What to work on - For the entries that follow, report how many lines include the word "SignatureAccepted" and add nothing.

Collected data entries:
--*--
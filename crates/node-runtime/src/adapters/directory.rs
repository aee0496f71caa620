//! # Registry Directory Adapter
//!
//! Implements the request machine's `ValidatorDirectory` port on top of the
//! validator registry.

use pv_02_signature_aggregation::BlsPublicKey;
use pv_03_validator_registry::ValidatorRegistryApi;
use pv_04_validation_requests::ValidatorDirectory;
use shared_types::{format_address, Address, Timestamp};
use std::sync::Arc;
use tracing::warn;

/// Exposes a registry as the validator directory.
pub struct RegistryDirectory<R: ValidatorRegistryApi> {
    registry: Arc<R>,
}

impl<R: ValidatorRegistryApi> RegistryDirectory<R> {
    pub fn new(registry: Arc<R>) -> Self {
        Self { registry }
    }

    pub fn registry(&self) -> &Arc<R> {
        &self.registry
    }
}

impl<R: ValidatorRegistryApi> ValidatorDirectory for RegistryDirectory<R> {
    fn active_count(&self) -> usize {
        self.registry.active_count()
    }

    fn is_active(&self, validator: &Address) -> bool {
        self.registry.is_active(validator)
    }

    fn public_key(&self, validator: &Address) -> Option<BlsPublicKey> {
        self.registry
            .get_validator(validator)
            .filter(|v| v.is_active())
            .map(|v| v.public_key)
    }

    fn record_validation(&self, validator: Address, at: Timestamp) {
        // The signer was active under the request lock; a failure here only
        // loses the activity counter.
        if let Err(e) = self.registry.record_validation(validator, at) {
            warn!(
                validator = %format_address(&validator),
                error = %e,
                "failed to record validation activity"
            );
        }
    }
}
//! Driving Ports (API)

use crate::domain::request::ValidationRequestView;
use crate::error::ValidationResult;
use shared_types::{Address, Amount, Hash, PaymentId, RequestId};

/// Validation request API.
///
/// State-changing calls are serialized; each either applies completely or
/// fails with no effect.
pub trait ValidationApi: Send + Sync {
    // =========================================================================
    // Payment layer
    // =========================================================================

    /// Open a request for `message_hash`. Only trusted requesters may call.
    fn request_validation(
        &self,
        caller: Address,
        payment_id: PaymentId,
        message_hash: Hash,
        amount: Amount,
    ) -> ValidationResult<RequestId>;

    fn get_validation_request(&self, request_id: RequestId) -> Option<ValidationRequestView>;

    /// Hard gate before releasing funds. Never errors; `false` means
    /// "not authorized".
    fn verify_aggregated_signature(&self, request_id: RequestId) -> bool;

    // =========================================================================
    // Validators
    // =========================================================================

    /// Submit a co-signature (48-byte point or 65-byte classical).
    fn sign_validation(
        &self,
        caller: Address,
        request_id: RequestId,
        signature: &[u8],
    ) -> ValidationResult<()>;

    // =========================================================================
    // Anyone
    // =========================================================================

    /// Move a request past its deadline to Expired.
    fn expire_validation(&self, request_id: RequestId) -> ValidationResult<()>;

    fn get_signers(&self, request_id: RequestId) -> Option<Vec<Address>>;

    fn has_signed(&self, request_id: RequestId, validator: &Address) -> bool;

    /// Raw serialized aggregation proof of a completed request.
    fn get_aggregated_proof(&self, request_id: RequestId) -> Option<Vec<u8>>;

    // =========================================================================
    // Governance
    // =========================================================================

    fn abort_validation(
        &self,
        caller: Address,
        request_id: RequestId,
        reason: &str,
    ) -> ValidationResult<()>;

    fn pause(&self, caller: Address) -> ValidationResult<()>;

    fn unpause(&self, caller: Address) -> ValidationResult<()>;

    fn is_paused(&self) -> bool;

    fn set_high_value_threshold(&self, caller: Address, amount: Amount) -> ValidationResult<()>;

    fn high_value_threshold(&self) -> Amount;
}
//! # Protocol Events
//!
//! Lifecycle events emitted by the validator registry and the validation
//! request machine.

use serde::{Deserialize, Serialize};
use shared_types::{Address, Amount, Hash, PaymentId, RequestId, SignatureKind, Timestamp};

/// All events that can be published to the event bus.
#[derive(Debug, Clone, PartialEq, Eq, Serialize, Deserialize)]
pub enum ProtocolEvent {
    // =========================================================================
    // VALIDATOR REGISTRY
    // =========================================================================
    /// A validator deposited stake and joined the active set.
    ValidatorRegistered {
        validator: Address,
        stake: Amount,
        registered_at: Timestamp,
    },

    /// Governance slashed a validator and removed it from the active set.
    ValidatorSlashed {
        validator: Address,
        deducted: Amount,
        remaining_stake: Amount,
        reason: String,
    },

    /// The slash payout failed and the amount was moved into the reserve.
    SlashPayoutDeferred {
        validator: Address,
        amount: Amount,
        reserve_total: Amount,
    },

    /// The slash reserve was paid out to the beneficiary.
    SlashReserveReleased {
        beneficiary: Address,
        amount: Amount,
    },

    /// A validator left and its remaining stake was refunded.
    ValidatorExited {
        validator: Address,
        refunded: Amount,
    },

    // =========================================================================
    // VALIDATION REQUESTS
    // =========================================================================
    /// A trusted caller opened a validation request.
    ValidationRequested {
        request_id: RequestId,
        payment_id: PaymentId,
        message_hash: Hash,
        required_signatures: u32,
        is_high_value: bool,
        deadline: Timestamp,
    },

    /// A validator signature was verified and recorded.
    SignatureAccepted {
        request_id: RequestId,
        validator: Address,
        kind: SignatureKind,
        received_signatures: u32,
        required_signatures: u32,
    },

    /// Quorum was reached and the aggregated proof stored.
    ValidationCompleted {
        request_id: RequestId,
        payment_id: PaymentId,
        signers: u32,
        proof_valid: bool,
    },

    /// The deadline passed and someone called expire.
    ValidationExpired { request_id: RequestId },

    /// Governance aborted a request.
    ValidationAborted {
        request_id: RequestId,
        reason: String,
    },

    // =========================================================================
    // GOVERNANCE
    // =========================================================================
    /// New requests and signatures are halted.
    Paused { by: Address },

    /// New requests and signatures are accepted again.
    Unpaused { by: Address },

    /// The high-value classification threshold changed.
    HighValueThresholdUpdated { previous: Amount, current: Amount },
}

impl ProtocolEvent {
    /// Get the topic for this event.
    #[must_use]
    pub fn topic(&self) -> EventTopic {
        match self {
            Self::ValidatorRegistered { .. }
            | Self::ValidatorSlashed { .. }
            | Self::SlashPayoutDeferred { .. }
            | Self::SlashReserveReleased { .. }
            | Self::ValidatorExited { .. } => EventTopic::Registry,

            Self::ValidationRequested { .. }
            | Self::SignatureAccepted { .. }
            | Self::ValidationCompleted { .. }
            | Self::ValidationExpired { .. }
            | Self::ValidationAborted { .. } => EventTopic::Validation,

            Self::Paused { .. }
            | Self::Unpaused { .. }
            | Self::HighValueThresholdUpdated { .. } => EventTopic::Governance,
        }
    }

    /// Short stable name, used as a log field.
    #[must_use]
    pub fn name(&self) -> &'static str {
        match self {
            Self::ValidatorRegistered { .. } => "validator_registered",
            Self::ValidatorSlashed { .. } => "validator_slashed",
            Self::SlashPayoutDeferred { .. } => "slash_payout_deferred",
            Self::SlashReserveReleased { .. } => "slash_reserve_released",
            Self::ValidatorExited { .. } => "validator_exited",
            Self::ValidationRequested { .. } => "validation_requested",
            Self::SignatureAccepted { .. } => "signature_accepted",
            Self::ValidationCompleted { .. } => "validation_completed",
            Self::ValidationExpired { .. } => "validation_expired",
            Self::ValidationAborted { .. } => "validation_aborted",
            Self::Paused { .. } => "paused",
            Self::Unpaused { .. } => "unpaused",
            Self::HighValueThresholdUpdated { .. } => "high_value_threshold_updated",
        }
    }
}

/// Event topics for filtering subscriptions.
#[derive(Debug, Clone, Copy, PartialEq, Eq, Hash, Serialize, Deserialize)]
pub enum EventTopic {
    /// Validator registration, slashing and exit.
    Registry,
    /// Validation request lifecycle.
    Validation,
    /// Pause and threshold changes.
    Governance,
    /// Wildcard.
    All,
}

/// Filter for subscribing to specific events.
#[derive(Debug, Clone, Default)]
pub struct EventFilter {
    /// Topics to include. Empty means all topics.
    pub topics: Vec<EventTopic>,
}

impl EventFilter {
    /// Create a filter that accepts all events.
    #[must_use]
    pub fn all() -> Self {
        Self::default()
    }

    /// Create a filter for specific topics.
    #[must_use]
    pub fn topics(topics: Vec<EventTopic>) -> Self {
        Self { topics }
    }

    /// Check if an event matches this filter.
    #[must_use]
    pub fn matches(&self, event: &ProtocolEvent) -> bool {
        self.topics.is_empty()
            || self.topics.contains(&EventTopic::All)
            || self.topics.contains(&event.topic())
    }
}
--*--
Task response - 3